Wszystkie kwiatki Ziobry i jego ludzi. Ta sprawa ma ogromny potencjał. Będzie ciekawie i smutno
To trzeba mu oddać: działał z otwartą przyłbicą, chełpiąc się przed kamerami takimi czynami, których inni bardzo by się wstydzili. Dziś pali mu się grunt pod nogami, a choroba, jak widać, nie ratuje przed odpowiedzialnością karną. Ratuje go tylko immunitet poselski, który przecież może stracić.
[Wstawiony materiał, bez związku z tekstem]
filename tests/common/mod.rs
#![allow(dead_code)]

use std::sync::{Arc, Mutex};
use std::time::Duration;

use batchvisor::{
    BatchConfig, BatchHandler, Batcher, BoxError, Event, EventKind, HandlerFn, Logger,
    Unprocessed,
};

/// Work item that needs `max_retries` retries before it counts as processed.
#[derive(Clone, Debug, PartialEq, Eq)]
pub struct Item {
    pub max_retries: u32,
    pub retry: u32,
}

impl Item {
    pub fn new(max_retries: u32) -> Self {
        Self {
            max_retries,
            retry: 0,
        }
    }
}

#[derive(Clone, Debug, PartialEq, Eq)]
pub struct BatchOutput {
    pub processed: usize,
    pub unprocessed: Vec<Item>,
}

impl BatchOutput {
    pub fn done(processed: usize) -> Self {
        Self {
            processed,
            unprocessed: Vec::new(),
        }
    }
}

/// Processes every item whose retry counter reached its target; the rest come
/// back with their counter bumped.
pub async fn batch_handler(items: Vec<Item>) -> Result<BatchOutput, BoxError> {
    tokio::time::sleep(Duration::from_millis(100)).await;

    let mut out = BatchOutput::done(0);
    for item in items {
        if item.retry == item.max_retries {
            out.processed += 1;
        } else {
            out.unprocessed.push(Item {
                max_retries: item.max_retries,
                retry: item.retry + 1,
            });
        }
    }
    Ok(out)
}

pub fn handler() -> impl BatchHandler<Item, BatchOutput> {
    HandlerFn::new(batch_handler)
}

pub fn extract_unprocessed() -> Unprocessed<Item, BatchOutput> {
    Unprocessed::with(|out: &BatchOutput| out.unprocessed.clone())
}

/// Logger that keeps every record for later inspection.
#[derive(Default)]
pub struct RecordingLogger {
    records: Mutex<Vec<(&'static str, String, Event)>>,
}

impl RecordingLogger {
    pub fn kinds(&self) -> Vec<EventKind> {
        self.records
            .lock()
            .unwrap()
            .iter()
            .map(|(_, _, e)| e.kind)
            .collect()
    }

    pub fn errors(&self) -> Vec<(String, Event)> {
        self.records
            .lock()
            .unwrap()
            .iter()
            .filter(|(level, _, _)| *level == "error")
            .map(|(_, msg, e)| (msg.clone(), e.clone()))
            .collect()
    }

    pub fn events(&self, kind: EventKind) -> Vec<Event> {
        self.records
            .lock()
            .unwrap()
            .iter()
            .filter(|(_, _, e)| e.kind == kind)
            .map(|(_, _, e)| e.clone())
            .collect()
    }
}

impl Logger for RecordingLogger {
    fn debug(&self, message: &str, event: &Event) {
        self.records
            .lock()
            .unwrap()
            .push(("debug", message.to_string(), event.clone()));
    }

    fn error(&self, message: &str, event: &Event) {
        self.records
            .lock()
            .unwrap()
            .push(("error", message.to_string(), event.clone()));
    }

    fn name(&self) -> &'static str {
        "RecordingLogger"
    }
}

pub fn recording_batcher(cfg: BatchConfig) -> (Batcher, Arc<RecordingLogger>) {
    let logger = Arc::new(RecordingLogger::default());
    let batcher = Batcher::builder(cfg)
        .with_logger(logger.clone())
        .build()
        .unwrap();
    (batcher, logger)
}

/// Order-insensitive comparison of collected outputs.
pub fn assert_same_members(mut actual: Vec<BatchOutput>, mut expected: Vec<BatchOutput>) {
    let key = |o: &BatchOutput| (o.processed, o.unprocessed.len());
    actual.sort_by_key(key);
    expected.sort_by_key(key);
    assert_eq!(actual, expected);
}
//! # Run a single attempt of a batch.
//!
//! Invokes the handler once with the current items and turns a handler error
//! into [`BatchError::Handler`], reporting it to the logger.
//!
//! ## Rules
//! - Handler errors are **never** retried: they end the batch and the execution
//! - Exactly one `HandlerFailed` record is emitted per failed attempt
//! - Successful outputs are returned untouched; interpreting them is the actor's job

use crate::{
    batches::BatchHandler,
    error::BatchError,
    events::{Event, EventKind},
    loggers::Logger,
};

/// Executes one handler invocation for batch `batch`.
pub async fn run_once<I, O>(
    handler: &dyn BatchHandler<I, O>,
    batch: usize,
    items: Vec<I>,
    attempt: u32,
    logger: &dyn Logger,
) -> Result<O, BatchError>
where
    I: Send + 'static,
    O: Send + 'static,
{
    let count = items.len();
    match handler.handle(items).await {
        Ok(output) => Ok(output),
        Err(source) => {
            logger.error(
                "batch handler failed",
                &Event::new(EventKind::HandlerFailed)
                    .with_batch(batch)
                    .with_attempt(attempt)
                    .with_items(count)
                    .with_reason(source.to_string()),
            );
            Err(BatchError::Handler {
                batch,
                attempt,
                source,
            })
        }
    }
}
//! 编排层（Orchestration Layer）
//!
//! ## 职责
//!
//! 本层负责批量投递和资源管理，是整个系统的"指挥中心"。
//!
//! ## 模块划分
//!
//! ### `batch_processor` - 批量投递处理器
//! - 管理应用生命周期（初始化、运行）
//! - 加载职位列表（Vec<Job>）
//! - 管理浏览器资源（Browser、ChromePage）
//! - 输出全局统计信息
//!
//! ### `job_runner` - 单个职位处理器
//! - 调用 `ApplyFlow` 投递单个职位
//! - 记录失败职位
//! - 累计统计
//!
//! ## 层次关系
//!
//! ```text
//! batch_processor (处理 Vec<Job>)
//!     ↓
//! job_runner (处理单个 Job)
//!     ↓
//! workflow::ApplyFlow (Easy Apply 表单流程)
//!     ↓
//! services (能力层：定位 / 中间页 / 答案库 / 附件 / LLM)
//!     ↓
//! infrastructure (基础设施：PageDriver)
//! ```
//!
//! ## 设计原则
//!
//! 1. **单一职责**：batch_processor 管批量，job_runner 管单个
//! 2. **资源隔离**：只有编排层持有 Browser
//! 3. **向下依赖**：编排层 → workflow → services → infrastructure
//! 4. **串行执行**：同一浏览器会话中不会同时填写两个表单

pub mod batch_processor;
pub mod job_runner;

// 重新导出主要类型
pub use batch_processor::App;
pub use job_runner::{process_job, JobStats};
use crate::models::job::{Job, JobList};
use anyhow::{Context, Result};
use std::path::Path;
use tokio::fs;

/// 从 TOML 文件加载待投递职位
///
/// 文件格式：
/// ```toml
/// [[jobs]]
/// link = "https://www.linkedin.com/jobs/view/123"
/// title = "Backend Engineer"
/// company = "Acme"
/// ```
///
/// 没有链接的条目会被跳过。
pub async fn load_jobs(jobs_file: impl AsRef<Path>) -> Result<Vec<Job>> {
    let path = jobs_file.as_ref();
    if !path.exists() {
        anyhow::bail!("职位列表文件不存在: {}", path.display());
    }

    let content = fs::read_to_string(path)
        .await
        .with_context(|| format!("无法读取职位列表: {}", path.display()))?;

    let list: JobList = toml::from_str(&content)
        .with_context(|| format!("无法解析职位列表: {}", path.display()))?;

    let total = list.jobs.len();
    let jobs: Vec<Job> = list
        .jobs
        .into_iter()
        .filter(|job| {
            let keep = !job.link.trim().is_empty();
            if !keep {
                tracing::warn!("跳过没有链接的职位: {}", job.title);
            }
            keep
        })
        .collect();

    tracing::info!("成功加载 {}/{} 个职位", jobs.len(), total);
    Ok(jobs)
}
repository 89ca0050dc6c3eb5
use tracing_subscriber::EnvFilter;

/// 初始化全局日志
///
/// 优先使用 `RUST_LOG`，否则按 `verbose` 选择 debug / info 级别。重复调用是安全的。
pub fn init(verbose: bool) {
    let default_level = if verbose { "debug" } else { "info" };
    let filter =
        EnvFilter::try_from_default_env().unwrap_or_else(|_| EnvFilter::new(default_level));

    let _ = tracing_subscriber::fmt()
        .with_env_filter(filter)
        .with_target(false)
        .try_init();
}
use std::fmt;

use serde::{Deserialize, Serialize};

/// 问题类型
#[derive(Debug, Clone, Copy, PartialEq, Eq, Hash, Serialize, Deserialize)]
#[serde(rename_all = "lowercase")]
pub enum QuestionKind {
    Text,
    Numeric,
    Choice,
    Date,
}

impl fmt::Display for QuestionKind {
    fn fmt(&self, f: &mut fmt::Formatter<'_>) -> fmt::Result {
        let name = match self {
            QuestionKind::Text => "text",
            QuestionKind::Numeric => "numeric",
            QuestionKind::Choice => "choice",
            QuestionKind::Date => "date",
        };
        f.write_str(name)
    }
}

/// 一条已回答过的问题
#[derive(Debug, Clone, PartialEq, Eq, Serialize, Deserialize)]
pub struct QuestionAnswer {
    /// 归一化后的问题文本（答案库的键）
    pub question: String,
    pub answer: String,
    #[serde(rename = "type")]
    pub kind: QuestionKind,
}

impl QuestionAnswer {
    /// 创建记录，问题文本会被归一化
    pub fn new(question: &str, answer: impl Into<String>, kind: QuestionKind) -> Self {
        Self {
            question: normalize_question(question),
            answer: answer.into(),
            kind,
        }
    }
}

/// 归一化问题文本
///
/// 小写化；去掉全部控制字符（包括换行和制表符）、双引号和反斜杠；
/// 去掉首部空白以及尾部的空白和逗号。结果满足 `normalize(normalize(s)) == normalize(s)`。
pub fn normalize_question(text: &str) -> String {
    let cleaned: String = text
        .to_lowercase()
        .chars()
        .filter(|c| !c.is_control() && *c != '"' && *c != '\\')
        .collect();

    cleaned
        .trim_start()
        .trim_end_matches(|c: char| c == ',' || c.is_whitespace())
        .to_string()
}
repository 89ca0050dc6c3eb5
pub mod connection;
pub mod headless;

pub use connection::connect_to_browser_and_page;
pub use headless::launch_headless_browser;
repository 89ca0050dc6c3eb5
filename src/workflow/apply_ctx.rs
//! 投递上下文
//!
//! 封装"我正在投递第几个职位的第几步"这一信息，只用于日志

use std::fmt::Display;

#[derive(Debug, Clone)]
pub struct ApplyCtx {
    /// 职位序号（从1开始）
    pub job_index: usize,

    /// 表单步骤序号（从1开始）
    pub step: usize,
}

impl ApplyCtx {
    pub fn new(job_index: usize) -> Self {
        Self { job_index, step: 0 }
    }

    /// 进入下一步
    pub fn next_step(&mut self) {
        self.step += 1;
    }
}

impl Display for ApplyCtx {
    fn fmt(&self, f: &mut std::fmt::Formatter<'_>) -> std::fmt::Result {
        write!(f, "[职位 #{} 步骤 #{}]", self.job_index, self.step)
    }
}
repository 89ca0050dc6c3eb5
//! 页面驱动能力接口 - 基础设施层
//!
//! 工作流只通过 [`PageDriver`] 操作页面，不关心背后是 chromiumoxide
//! 还是测试用的内存页面。

use std::fmt;
use std::path::Path;

use anyhow::Result;
use async_trait::async_trait;

/// 元素匹配表达式
#[derive(Debug, Clone, PartialEq, Eq, Hash)]
pub enum Matcher {
    /// CSS 选择器
    Css(String),
    /// XPath 表达式
    XPath(String),
}

impl Matcher {
    pub fn css(selector: impl Into<String>) -> Self {
        Matcher::Css(selector.into())
    }

    pub fn xpath(expression: impl Into<String>) -> Self {
        Matcher::XPath(expression.into())
    }

    /// 原始表达式文本
    pub fn expression(&self) -> &str {
        match self {
            Matcher::Css(s) | Matcher::XPath(s) => s,
        }
    }
}

impl fmt::Display for Matcher {
    fn fmt(&self, f: &mut fmt::Formatter<'_>) -> fmt::Result {
        match self {
            Matcher::Css(s) => write!(f, "css={}", s),
            Matcher::XPath(s) => write!(f, "xpath={}", s),
        }
    }
}

/// 页面元素句柄
///
/// 句柄只在当前 DOM 存活期间有效，页面刷新或步骤切换后需要重新查找。
#[derive(Debug, Clone, Copy, PartialEq, Eq, Hash)]
pub struct ElementHandle(u64);

impl ElementHandle {
    pub fn new(id: u64) -> Self {
        Self(id)
    }

    pub fn id(self) -> u64 {
        self.0
    }
}

/// 浏览器会话能力
///
/// 职责：
/// - 导航、刷新、读取地址与源码
/// - 查找元素并判断可见 / 可点击
/// - 点击、输入、选择、上传文件
///
/// 所有方法都是单次操作，等待与重试由上层的 `Waits` / `ElementLocator` 负责。
#[async_trait]
pub trait PageDriver: Send + Sync {
    async fn navigate(&self, url: &str) -> Result<()>;

    async fn current_url(&self) -> Result<String>;

    async fn reload(&self) -> Result<()>;

    /// 当前页面 HTML（用于诊断）
    async fn page_source(&self) -> Result<String>;

    /// 在 `scope` 内（`None` 表示整个文档）查找所有匹配元素，按文档顺序返回
    async fn find_all(
        &self,
        scope: Option<ElementHandle>,
        matcher: &Matcher,
    ) -> Result<Vec<ElementHandle>>;

    async fn parent(&self, element: ElementHandle) -> Result<Option<ElementHandle>>;

    async fn is_visible(&self, element: ElementHandle) -> Result<bool>;

    async fn is_clickable(&self, element: ElementHandle) -> Result<bool>;

    async fn click(&self, element: ElementHandle) -> Result<()>;

    /// 清空并输入文本
    async fn type_text(&self, element: ElementHandle, text: &str) -> Result<()>;

    /// 按可见文本选择下拉框选项
    async fn select_option(&self, element: ElementHandle, option_text: &str) -> Result<()>;

    async fn text(&self, element: ElementHandle) -> Result<String>;

    async fn attribute(&self, element: ElementHandle, name: &str) -> Result<Option<String>>;

    /// 向文件输入框注入本地文件路径
    async fn set_file(&self, element: ElementHandle, path: &Path) -> Result<()>;

    /// 让隐藏的输入框可交互（唯一允许的 DOM 改动）
    async fn reveal(&self, element: ElementHandle) -> Result<()>;

    /// 取消当前焦点
    async fn blur_active(&self) -> Result<()>;

    async fn scroll_height(&self) -> Result<u64>;

    async fn scroll_to(&self, y: u64) -> Result<()>;

    async fn find_first(
        &self,
        scope: Option<ElementHandle>,
        matcher: &Matcher,
    ) -> Result<Option<ElementHandle>> {
        Ok(self.find_all(scope, matcher).await?.into_iter().next())
    }
}
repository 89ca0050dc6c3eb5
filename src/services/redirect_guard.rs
//! 中间页守卫 - 业务能力层
//!
//! 检测被重定向到推销/中间页的情况，并把浏览器带回职位页面。

use std::time::Duration;

use anyhow::Context;
use regex::Regex;
use tokio::time::sleep;
use tracing::{info, warn};

use crate::error::{AppResult, ApplyError};
use crate::infrastructure::PageDriver;

/// 默认中间页地址模式
pub const DEFAULT_INTERSTITIAL_PATTERNS: &[&str] = &[r"linkedin\.com/premium"];

/// 默认最大返回次数
pub const DEFAULT_MAX_ATTEMPTS: usize = 3;

#[derive(Debug, Clone)]
pub struct RedirectGuard {
    patterns: Vec<Regex>,
    max_attempts: usize,
    settle: Duration,
}

impl RedirectGuard {
    pub fn new(patterns: &[&str], max_attempts: usize) -> anyhow::Result<Self> {
        let patterns = patterns
            .iter()
            .map(|p| Regex::new(p).with_context(|| format!("无效的中间页模式: {}", p)))
            .collect::<anyhow::Result<Vec<_>>>()?;

        Ok(Self {
            patterns,
            max_attempts,
            settle: Duration::from_secs(2),
        })
    }

    /// 使用默认中间页模式
    pub fn with_defaults(max_attempts: usize) -> anyhow::Result<Self> {
        Self::new(DEFAULT_INTERSTITIAL_PATTERNS, max_attempts)
    }

    /// 每次返回职位页后的等待时间
    pub fn with_settle(mut self, settle: Duration) -> Self {
        self.settle = settle;
        self
    }

    pub fn is_interstitial(&self, url: &str) -> bool {
        self.patterns.iter().any(|p| p.is_match(url))
    }

    /// 检查当前地址，落在中间页时重新打开职位链接
    ///
    /// 最多尝试 `max_attempts` 次，仍停留在中间页则返回 `RedirectLoop`。
    /// 当前地址正常时不做任何导航，返回 `false`；重新打开过职位页时返回 `true`，
    /// 此前查到的元素句柄都已失效。
    pub async fn check(&self, driver: &dyn PageDriver, job_link: &str) -> AppResult<bool> {
        let mut url = driver.current_url().await?;
        if !self.is_interstitial(&url) {
            return Ok(false);
        }

        for attempt in 1..=self.max_attempts {
            warn!(
                "检测到中间页，第 {}/{} 次返回职位页: {}",
                attempt, self.max_attempts, url
            );
            driver.navigate(job_link).await?;
            if !self.settle.is_zero() {
                sleep(self.settle).await;
            }

            url = driver.current_url().await?;
            if !self.is_interstitial(&url) {
                info!("✓ 已返回职位页面");
                return Ok(true);
            }
        }

        Err(ApplyError::RedirectLoop {
            url,
            attempts: self.max_attempts,
        })
    }
}
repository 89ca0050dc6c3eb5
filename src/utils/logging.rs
use anyhow::Result;
/// 日志工具模块
///
/// 提供运行日志文件和统计输出的辅助函数
use std::fs;
use tracing::info;

/// 初始化日志文件
///
/// # 参数
/// - `log_file_path`: 日志文件路径
pub fn init_log_file(log_file_path: &str) -> Result<()> {
    let log_header = format!(
        "{}\n职位投递日志 - {}\n{}\n\n",
        "=".repeat(60),
        chrono::Local::now().format("%Y-%m-%d %H:%M:%S"),
        "=".repeat(60)
    );
    fs::write(log_file_path, log_header)?;
    Ok(())
}

/// 记录程序启动信息
pub fn log_startup(headless: bool, answers_file: &str) {
    info!("{}", "=".repeat(60));
    info!("🚀 程序启动 - Easy Apply 自动投递");
    info!(
        "🌐 浏览器模式: {}",
        if headless { "无头启动" } else { "连接调试端口" }
    );
    info!("📒 答案库: {}", answers_file);
    info!("{}", "=".repeat(60));
}

/// 记录职位加载信息
pub fn log_jobs_loaded(total: usize) {
    info!("✓ 找到 {} 个待投递的职位", total);
    info!("💡 职位将按顺序逐个投递\n");
}

/// 打印最终统计信息
///
/// # 参数
/// - `applied`: 投递成功数量
/// - `skipped`: 跳过数量
/// - `failed`: 失败数量
/// - `log_file_path`: 日志文件路径
pub fn print_final_stats(applied: usize, skipped: usize, failed: usize, log_file_path: &str) {
    let total = applied + skipped + failed;
    info!("\n{}", "=".repeat(60));
    info!("📊 全部投递完成统计");
    info!(
        "完成时间: {}",
        chrono::Local::now().format("%Y-%m-%d %H:%M:%S")
    );
    info!("{}", "=".repeat(60));
    info!("✅ 成功: {}/{}", applied, total);
    info!("⏭️ 跳过: {}", skipped);
    info!("❌ 失败: {}", failed);
    info!("{}", "=".repeat(60));
    info!("\n日志已保存至: {}", log_file_path);
}

/// 截断长文本用于日志显示
pub fn truncate_text(text: &str, max_len: usize) -> String {
    if text.chars().count() > max_len {
        text.chars().take(max_len).collect::<String>() + "..."
    } else {
        text.to_string()
    }
}
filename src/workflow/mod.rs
pub mod apply_ctx;
pub mod apply_flow;
pub mod form_step;
pub mod question_classifier;
pub mod selectors;
pub mod submission;

pub use apply_ctx::ApplyCtx;
pub use apply_flow::{ApplyFlow, FlowOptions, WorkflowOutcome};
pub use form_step::{FormStepProcessor, StepKind, StepReport};
pub use question_classifier::{classify, FieldControl, SectionControls, TextFieldFacts};
pub use submission::{is_submit_label, SubmissionState, SubmissionStateMachine};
Na co więc może liczyć? Głównie na to, że śledczy skoncentrują się na jakimś wycinku jego działalności, a cała reszta ujdzie mu płazem. W rezultacie za kilka miesięcy może powstać wrażenie, że Zbigniew Ziobro „ma jakąś sprawę”, a sprawa ta, jak wiele innych, będzie się ciągnąć latami. Dlatego tak ważne jest, aby przypominać i pamiętać, że Ziobro i jego kariera to łąka tysiąca kwiatów. A każdy kwiat to ładny kwiatek.
Czytaj też: Przelewy zatrzymane, prokuratorzy są na tropie. Jak odzyskać pieniądze wyprowadzone przez prawicę
Fundusz Sprawiedliwości: skarbonka bez dna
Aresztowanie trzech osób, w tym zaprzyjaźnionego z Ziobrą księdza; przeszukiwanie nieruchomości, łącznie z domami samego Ziobry; obszerne zeznania składane przez Tomasza M., dyrektora departamentu w resorcie sprawiedliwości zajmującego się Funduszem Sprawiedliwości... Takiej determinacji władz w ściganiu nadużyć Ziobry i jego ludzi nie spodziewał się ani on sam, ani jego środowisko. Sądzono, że choroba Ziobry otoczy jego sprawki świętym nimbem nietykalności.
Tak się nie stało. Są aresztowania, będą procesy i wyroki.